No hay soluciones sencillas a esos planteos. En Metok se elude la diferenciación espacial (ver, por ejemplo, la similitud en el plano en que vemos a Metok por primera vez y el de la tía que canta una canción cerca del final) y el impulso de tarjeta postal (los planos de sutura entre escenas es no más que la pantalla en negro, incluso en el relato inicial del sueño). La India de la que parte Metok es un enorme fuera de campo del que solo parece rescatarla la escena en la que atraviesa las campanas buscando la casa de Samten. Pero incluso allí, su recorrido es laberíntico, difícil de establecer cuando la cámara la sigue en su movimiento. El espacio en ese movimiento se enrarece, pierde sustancia, tiende a una abstracción. Algo similar ocurre con las imágenes del monasterio: antes que el entorno, la cámara se concentra en primeros planos que trabajan sobre el movimiento coordinado de las manos, de la manipulación de los instrumentos. El clima está allí, en ese detenimiento de la mirada que se desplaza de la contemplación amplia, al detalle que recupera lo distintivo, lo que no estará en ningún otro lugar.
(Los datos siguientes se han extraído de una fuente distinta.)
pub mod guidelines;
pub mod not_found;
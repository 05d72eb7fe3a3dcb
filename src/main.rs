use policy_graph::{App, init_logging};

fn main() {
	init_logging();
	leptos::mount::mount_to_body(App);
}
Una escena resume ese espíritu de la película. Metok encuentra finalmente la casa de Samten quien podría guiarla en su retorno a Tibet. Pero allí, la escena se resuelve con un plano fijo de Metok habitando con su contraparte en fuera de campo: ni la casa de Samten ni Samten mismo constituyen más que una presencia fantasmal, algo que está allí pero que la cámara no puede (¿no debe?) ver. Esa sensación se prolonga especialmente en el primer tramo del viaje: no vemos el barco que la lleva por el río, de la misma forma que el viaje en tren solo permite ver un juego de luces y sombras que se proyecta desde el interior hasta el entorno cercano.
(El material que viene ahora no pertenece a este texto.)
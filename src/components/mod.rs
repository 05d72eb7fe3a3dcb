pub mod guru;
pub mod knowledge_graph;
Esa escena en la casa, sin embargo, establece una dimensión temporal interesante. Cuando Samten le dice que no puede ir con ella, comienza a relatarle el recorrido que deberá realizar: el tiempo entonces, se acelera y comprime dentro del relato oral que anticipa el viaje. Una concepción del tiempo que la puesta en pantalla del viaje, tiende a diluir desde la imposibilidad de restablecerlo con algún nivel de precisión. ¿Cuánto dura el trayecto en el barco? ¿Cuánto en el tren?. El recorte y las elipsis –la película se desinteresa particularmente por señalar los puntos de partida y de llegada que pudieran recuperar esa noción temporo-espacial- ponen en cuestión el tiempo transcurrido. Y es quizás la secuencia del cruce a través de la caverna la que contiene esa indiferenciación de manera más concreta. Desprovista de toda relación con el exterior, en la oscuridad casi total, Metok pierde toda referencia del espacio y del tiempo. La cueva es, entonces, más que un pasaje, un descenso, un retroceso hacia un mundo en el que solo puede existir el presente y los cuerpos que lo transitan.

Si la secuencia de la caverna aparece como el único momento en el que las peripecias del viaje adquieren cierta dimensión, lo hace a costa de romper con la perspectiva del riesgo que se plantea en el relato original. No hay intención de convertir al personaje en una especie de heroína que logra superar las dificultades que se le presentan. A cambio, lo que se impone es la visión del guía: “Pensar y esperar antes de aventurarnos”. Como un reflejo de la posible mirada de ambos, una breve secuencia de imágenes muestra un pueblo de montaña, la presencia de camiones militares, pero la distancia que establece el registro, tiende a alejar la sensación de peligro que ello implica. Un esquema similar al que se reproduce en el momento en que finalmente Metok interviene en el parto de la mujer. Con la cámara focalizando en el rostro de la parturienta, pero sin exagerar sus sensaciones y dolores y con Metok fuera del campo visual. De nuevo, todo heroísmo posible queda disuelto. Metok no es más que la misma joven que partió de la India para ayudar a una mujer a traer a su hijo al mundo y cuya importancia queda relegada ante el hecho en el que participa. Por eso, lo que vemos de ella después de todo lo ocurrido, es un plano en el que, frente al espejo, se lava las manos y la cara. La señal de haber cumplido con su trabajo, con el objetivo de sus estudios y con la comunidad de la que surgió.

Metok (Argentina, 2021). Dirección: Martín Solá. Guión: Martín Solá, Francisco Márquez. Fotografía: Gustavo Schiaffino. Edición: Lorena Moriconi, Martín Solá. Duración: 61 minutos.